# Does anyone know of a kibble of better quality than Orijen?



## Maybelle (Jan 29, 2014)

My question is the title. Does anyone know of a kibble of better quality than Orijen?

Dry Dog Food | Orijen

Also, Acana dog foods are a more affordable sister-brand to Orijen. They are both made by Champion Petfoods. Acana is a little cheaper ($60 for 28.6 lb as opposed to $71, if ordered online) because it has a slightly lower % of protein, a slightly higher % of carbohydrates (with the inclusion of oats and potato), and less variety of meat (Arcana has 3 meat sources, where Orijen has a minimum of 6 depending on the formula and as many as 16).

Both companies follow the same "Biologically Appropriate" philosophy, which includes regional ingredients from good sources, and making the kibble from fresh (never frozen) ingredients.

ACANA PET FOODS | Acana

Backround:

I'm a single young man. My current dog, Maybelle, is my first dog. She's my pride and joy, the apple of my eye. So naturally, I want to spoil her(health wise, not behaviorally! we are currently seeing a trainer). I make decent money, so being single, I don't have many expenses. I've been feeding her Acana and Orijen kibble, because it's the best stuff that I can find. Eventually, I intend to start making my own raw food. I imagine myself making it once a week or month, vacuum sealing daily portions and freezing them. But for the time being I'm busy, low on freezer space, and maybe a little lazy, so she's still on kibble.

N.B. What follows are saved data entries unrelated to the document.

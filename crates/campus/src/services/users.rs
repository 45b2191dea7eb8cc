//! User lookup and removal.

use std::sync::Arc;

use uuid::Uuid;

use campus_core::school::{ServiceResult, User};
use campus_core::storage::{UserCascade, UserRepository};

#[derive(Clone)]
pub struct UserService {
    users: Arc<dyn UserRepository>,
}

impl UserService {
    pub fn new(users: Arc<dyn UserRepository>) -> Self {
        Self { users }
    }

    pub async fn get(&self, id: Uuid) -> ServiceResult<User> {
        super::require_user(self.users.as_ref(), id).await
    }

    /// Deletes a user and everything they own.
    ///
    /// A user who still recorded someone else's attendance or reported a
    /// behavior is refused with a conflict.
    pub async fn delete(&self, id: Uuid) -> ServiceResult<UserCascade> {
        let cascade = self.users.delete_user(id).await?;

        tracing::info!(
            user_id = %id,
            attendance = cascade.attendance.len(),
            health_safety = cascade.health_safety.len(),
            addresses = cascade.addresses.len(),
            behaviors = cascade.behaviors.len(),
            "User deleted"
        );
        Ok(cascade)
    }
}

#[cfg(test)]
mod tests {
    use super::*;
    use crate::services::testing::Fixture;
    use campus_core::school::ServiceError;
    use crate::storage::cached::testing::settle;
    use campus_core::cache::{attendance_key, user_key, Cache};
    use campus_core::school::{AttendanceStatus, CreateAttendanceRequest, Role};

    #[tokio::test]
    async fn test_delete_clears_owned_records_from_cache() {
        let fx = Fixture::new();
        let student = fx.user("sam", Role::Student).await;
        let record = fx
            .services
            .attendance
            .create(
                student.id,
                None,
                CreateAttendanceRequest {
                    status: AttendanceStatus::Present,
                    absence_reason: None,
                    latitude: None,
                    longitude: None,
                },
            )
            .await
            .unwrap();

        fx.services.users.get(student.id).await.unwrap();
        fx.services.attendance.get(record.id).await.unwrap();
        settle().await;

        let cascade = fx.services.users.delete(student.id).await.unwrap();
        assert_eq!(cascade.attendance, vec![record.id]);

        assert!(fx.cache.get(&user_key(student.id)).await.unwrap().is_none());
        assert!(fx.cache.get(&attendance_key(record.id)).await.unwrap().is_none());
        assert!(matches!(
            fx.services.attendance.get(record.id).await,
            Err(ServiceError::NotFound { .. })
        ));
    }

    #[tokio::test]
    async fn test_recorder_with_records_conflicts() {
        let fx = Fixture::new();
        let staff = fx.user("stu", Role::Admin).await;
        let student = fx.user("sam", Role::Student).await;
        fx.services
            .attendance
            .create(
                student.id,
                Some(staff.id),
                CreateAttendanceRequest {
                    status: AttendanceStatus::Late,
                    absence_reason: None,
                    latitude: None,
                    longitude: None,
                },
            )
            .await
            .unwrap();

        let result = fx.services.users.delete(staff.id).await;
        assert!(matches!(result, Err(ServiceError::Conflict(_))));
        fx.services.users.get(staff.id).await.unwrap();
    }

    #[tokio::test]
    async fn test_delete_missing_is_not_found() {
        let fx = Fixture::new();
        let ghost = Uuid::new_v4();
        assert_eq!(
            fx.services.users.delete(ghost).await.unwrap_err(),
            ServiceError::not_found("User", ghost)
        );
    }
}
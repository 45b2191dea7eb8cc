use async_trait::async_trait;
use uuid::Uuid;

use super::{AuthError, Session, SessionId};

/// Result type for auth operations.
pub type Result<T> = std::result::Result<T, AuthError>;

/// Session storage abstraction.
#[async_trait]
pub trait SessionRepository: Send + Sync {
    async fn create_session(&self, session: &Session) -> Result<()>;

    async fn get_session(&self, id: &SessionId) -> Result<Option<Session>>;

    /// Deleting an unknown session is not an error.
    async fn delete_session(&self, id: &SessionId) -> Result<()>;

    /// Revokes every session of a user. Returns how many were removed.
    ///
    /// Used by logout-all and when an account is deleted.
    async fn delete_user_sessions(&self, user_id: Uuid) -> Result<u64>;
}
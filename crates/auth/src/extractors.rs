//! Axum extractors for authentication.

use axum::{
    extract::{FromRef, FromRequestParts},
    http::{header::AUTHORIZATION, request::Parts},
};
use axum_extra::extract::CookieJar;
use campus_core::auth::{parse_bearer, AuthError as CoreError, SessionId};
use campus_core::school::User;
use uuid::Uuid;

use crate::error::AuthError;
use crate::jwt::validate_token;
use crate::AuthState;

/// Extractor for authenticated user. Returns 401 if not authenticated.
pub struct CurrentUser(pub User);

impl<S> FromRequestParts<S> for CurrentUser
where
    AuthState: FromRef<S>,
    S: Send + Sync,
{
    type Rejection = AuthError;

    async fn from_request_parts(parts: &mut Parts, state: &S) -> Result<Self, Self::Rejection> {
        let auth_state = AuthState::from_ref(state);
        authenticate(parts, &auth_state)
            .await?
            .map(CurrentUser)
            .ok_or(AuthError::Unauthenticated)
    }
}

/// Extractor for optionally authenticated user. Returns None if not authenticated.
pub struct OptionalUser(pub Option<User>);

impl<S> FromRequestParts<S> for OptionalUser
where
    AuthState: FromRef<S>,
    S: Send + Sync,
{
    type Rejection = AuthError;

    async fn from_request_parts(parts: &mut Parts, state: &S) -> Result<Self, Self::Rejection> {
        let auth_state = AuthState::from_ref(state);
        match authenticate(parts, &auth_state).await {
            Ok(user) => Ok(OptionalUser(user)),
            Err(AuthError::Core(CoreError::Storage(e))) => Err(AuthError::storage(e)),
            Err(_) => Ok(OptionalUser(None)),
        }
    }
}

/// Resolves the caller from a bearer token, falling back to the session cookie.
///
/// Returns `Ok(None)` when the request carries no credentials at all.
async fn authenticate(parts: &Parts, state: &AuthState) -> Result<Option<User>, AuthError> {
    // Try Authorization header first (for API/mobile clients)
    if let Some(header) = parts.headers.get(AUTHORIZATION) {
        let token = header
            .to_str()
            .ok()
            .and_then(parse_bearer)
            .ok_or_else(|| CoreError::InvalidToken("malformed authorization header".into()))?;

        let claims = validate_token(&state.config, token, state.clock.now_utc())?;
        let user_id: Uuid = claims
            .sub
            .parse()
            .map_err(|_| CoreError::InvalidToken("subject is not a user id".into()))?;
        return load_user(state, user_id).await.map(Some);
    }

    // Fall back to cookie (for web clients)
    let jar = CookieJar::from_headers(&parts.headers);
    let Some(cookie) = jar.get(&state.config.cookie_name) else {
        return Ok(None);
    };

    let session_id = SessionId::parse(cookie.value()).ok_or(CoreError::SessionNotFound)?;
    let session = state
        .sessions
        .get_session(&session_id)
        .await?
        .ok_or(CoreError::SessionNotFound)?;

    if session.is_expired(state.clock.now_utc()) {
        return Err(CoreError::SessionExpired.into());
    }

    load_user(state, session.user_id).await.map(Some)
}

/// Deleted accounts fail authentication even with a still-valid token.
async fn load_user(state: &AuthState, user_id: Uuid) -> Result<User, AuthError> {
    state
        .users
        .get_user(user_id)
        .await
        .map_err(AuthError::storage)?
        .ok_or(CoreError::AccountRemoved.into())
}
//! Field-level validation for incoming payloads.
//!
//! Every failing field is collected so a client sees all problems at once.

use serde::Serialize;
use thiserror::Error;

use super::{
    Address, AttendanceRecord, AttendanceStatus, DisciplinaryAction, HealthSafetyRecord,
    StudentBehavior, Term,
};

/// Maximum length of names and other short labels.
pub const NAME_MAX: usize = 100;
/// Maximum length of free-text fields such as notes and descriptions.
pub const TEXT_MAX: usize = 1000;

const USERNAME_MIN: usize = 3;
const USERNAME_MAX: usize = 30;
const PASSWORD_MIN: usize = 8;
const PHONE_MIN: usize = 7;
const PHONE_MAX: usize = 20;

/// A single failing field.
#[derive(Debug, Clone, PartialEq, Eq, Serialize)]
pub struct FieldError {
    pub field: String,
    pub message: String,
}

/// All failing fields of one payload.
#[derive(Debug, Clone, PartialEq, Eq, Error)]
#[error("{}", summary(.errors))]
pub struct ValidationError {
    pub errors: Vec<FieldError>,
}

impl ValidationError {
    /// A validation error for a single field.
    pub fn field(field: impl Into<String>, message: impl Into<String>) -> Self {
        Self {
            errors: vec![FieldError {
                field: field.into(),
                message: message.into(),
            }],
        }
    }

    /// Returns true if the given field failed.
    pub fn has_field(&self, field: &str) -> bool {
        self.errors.iter().any(|e| e.field == field)
    }
}

fn summary(errors: &[FieldError]) -> String {
    errors
        .iter()
        .map(|e| e.message.as_str())
        .collect::<Vec<_>>()
        .join("; ")
}

/// Accumulates field errors while a payload is checked.
#[derive(Debug, Default)]
pub struct FieldErrors {
    errors: Vec<FieldError>,
}

impl FieldErrors {
    pub fn new() -> Self {
        Self::default()
    }

    pub fn push(&mut self, field: &str, message: impl Into<String>) {
        self.errors.push(FieldError {
            field: field.to_string(),
            message: message.into(),
        });
    }

    /// Non-blank text no longer than `max` characters.
    pub fn required_text(&mut self, field: &str, value: &str, max: usize) {
        if value.trim().is_empty() {
            self.push(field, format!("{} is required", field));
        } else if value.chars().count() > max {
            self.push(field, format!("{} must be at most {} characters", field, max));
        }
    }

    /// Text that may be absent, but when present is non-blank and bounded.
    pub fn optional_text(&mut self, field: &str, value: Option<&str>, max: usize) {
        if let Some(value) = value {
            self.required_text(field, value, max);
        }
    }

    /// Every list element must be non-blank and bounded.
    pub fn text_list(&mut self, field: &str, values: &[String], max: usize) {
        if values.iter().any(|v| v.trim().is_empty()) {
            self.push(field, format!("{} must not contain blank entries", field));
        } else if values.iter().any(|v| v.chars().count() > max) {
            self.push(
                field,
                format!("{} entries must be at most {} characters", field, max),
            );
        }
    }

    pub fn email(&mut self, field: &str, value: &str) {
        if !is_email(value) {
            self.push(field, format!("{} must be a valid email address", field));
        }
    }

    pub fn phone(&mut self, field: &str, value: &str) {
        if !is_phone(value) {
            self.push(field, format!("{} must be a valid phone number", field));
        }
    }

    pub fn username(&mut self, field: &str, value: &str) {
        let len = value.chars().count();
        if !(USERNAME_MIN..=USERNAME_MAX).contains(&len) {
            self.push(
                field,
                format!(
                    "{} must be between {} and {} characters",
                    field, USERNAME_MIN, USERNAME_MAX
                ),
            );
        } else if !value
            .chars()
            .all(|c| c.is_ascii_alphanumeric() || c == '_' || c == '.')
        {
            self.push(
                field,
                format!("{} may only contain letters, digits, '_' and '.'", field),
            );
        }
    }

    /// Password strength plus the confirmation cross-check.
    pub fn password(&mut self, password: &str, confirm: &str) {
        if password.chars().count() < PASSWORD_MIN {
            self.push(
                "password",
                format!("password must be at least {} characters", PASSWORD_MIN),
            );
        }
        if password != confirm {
            self.push("confirmPassword", "passwords do not match");
        }
    }

    /// Latitude/longitude ranges, and both-or-neither.
    pub fn coordinates(&mut self, latitude: Option<f64>, longitude: Option<f64>) {
        match (latitude, longitude) {
            (Some(_), None) => self.push("longitude", "longitude is required with latitude"),
            (None, Some(_)) => self.push("latitude", "latitude is required with longitude"),
            _ => {}
        }
        if let Some(lat) = latitude {
            if !(-90.0..=90.0).contains(&lat) {
                self.push("latitude", "latitude must be between -90 and 90");
            }
        }
        if let Some(lon) = longitude {
            if !(-180.0..=180.0).contains(&lon) {
                self.push("longitude", "longitude must be between -180 and 180");
            }
        }
    }

    pub fn finish(self) -> Result<(), ValidationError> {
        if self.errors.is_empty() {
            Ok(())
        } else {
            Err(ValidationError {
                errors: self.errors,
            })
        }
    }
}

fn is_email(value: &str) -> bool {
    if value.chars().any(char::is_whitespace) || value.chars().count() > NAME_MAX * 2 {
        return false;
    }
    let Some((local, domain)) = value.split_once('@') else {
        return false;
    };
    !local.is_empty()
        && !domain.contains('@')
        && domain.contains('.')
        && !domain.starts_with('.')
        && !domain.ends_with('.')
        && !domain.contains("..")
}

fn is_phone(value: &str) -> bool {
    let len = value.chars().count();
    (PHONE_MIN..=PHONE_MAX).contains(&len)
        && value.chars().any(|c| c.is_ascii_digit())
        && value
            .chars()
            .all(|c| c.is_ascii_digit() || matches!(c, '+' | '-' | '(' | ')' | ' '))
}

pub fn validate_attendance(record: &AttendanceRecord) -> Result<(), ValidationError> {
    let mut errors = FieldErrors::new();
    errors.coordinates(record.latitude, record.longitude);
    errors.optional_text("absenceReason", record.absence_reason.as_deref(), TEXT_MAX);
    if record.status == AttendanceStatus::Absent && record.absence_reason.is_none() {
        errors.push("absenceReason", "absenceReason is required when status is ABSENT");
    }
    errors.finish()
}

pub fn validate_health_safety(record: &HealthSafetyRecord) -> Result<(), ValidationError> {
    let mut errors = FieldErrors::new();
    errors.required_text("emergencyContactName", &record.emergency_contact_name, NAME_MAX);
    errors.phone("emergencyContactPhone", &record.emergency_contact_phone);
    errors.optional_text(
        "emergencyContactRelationship",
        record.emergency_contact_relationship.as_deref(),
        NAME_MAX,
    );
    errors.text_list("allergies", &record.allergies, NAME_MAX);
    errors.text_list("medicalConditions", &record.medical_conditions, NAME_MAX);
    errors.optional_text("medications", record.medications.as_deref(), TEXT_MAX);
    errors.optional_text("notes", record.notes.as_deref(), TEXT_MAX);
    errors.finish()
}

pub fn validate_disciplinary_action(action: &DisciplinaryAction) -> Result<(), ValidationError> {
    let mut errors = FieldErrors::new();
    errors.required_text("action", &action.action, NAME_MAX);
    errors.required_text("reason", &action.reason, TEXT_MAX);
    errors.optional_text("remarks", action.remarks.as_deref(), TEXT_MAX);
    errors.finish()
}

pub fn validate_student_behavior(behavior: &StudentBehavior) -> Result<(), ValidationError> {
    let mut errors = FieldErrors::new();
    errors.required_text("description", &behavior.description, TEXT_MAX);
    errors.finish()
}

pub fn validate_term(term: &Term) -> Result<(), ValidationError> {
    let mut errors = FieldErrors::new();
    errors.required_text("name", &term.name, NAME_MAX);
    if term.start_date > term.end_date {
        errors.push("endDate", "endDate must not be before startDate");
    }
    errors.finish()
}

pub fn validate_address(address: &Address) -> Result<(), ValidationError> {
    let mut errors = FieldErrors::new();
    errors.required_text("street", &address.street, NAME_MAX * 2);
    errors.required_text("city", &address.city, NAME_MAX);
    errors.required_text("state", &address.state, NAME_MAX);
    errors.required_text("postalCode", &address.postal_code, 20);
    errors.required_text("country", &address.country, NAME_MAX);
    errors.finish()
}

Any feedback would be appreciated! I'm pretty happy with Orijen but I was curious if there's a superior kibble out there.


----------



## boomer11 (Jun 9, 2013)

something better than orijen is canned food. it isnt heated to extreme temperatures so it retains its moisture. i feed ziwipeaks sometimes. look at the ingredients. quality stuff. 

then next to that would of course be the packaged premade raw. both cost a lot of money to feed imo.

when i do feed orijen i supplement with ziwipeaks. my dog sometimes isnt excited to eat orijen but will gobble it up without coming up for air if i supplement with a can of ziwipeak.


----------



## sniper and marley (Feb 2, 2014)

Orijen Is the highest quality kibble out there. That's what I was feeding both my German shepherds which, became real costly what I'm feeding now is merrick. Merrick is made in Texas and is comparable to Origen because of the high protein. Both merrick and orijen are at 38% crude protein. Merrick also has a lot more flavors to choose from like pork, buffalo, duck, beef and chicken. Merrick has a non grain free and grain free to choose from. Merrick is half the cost of orijen depending on where you get it. 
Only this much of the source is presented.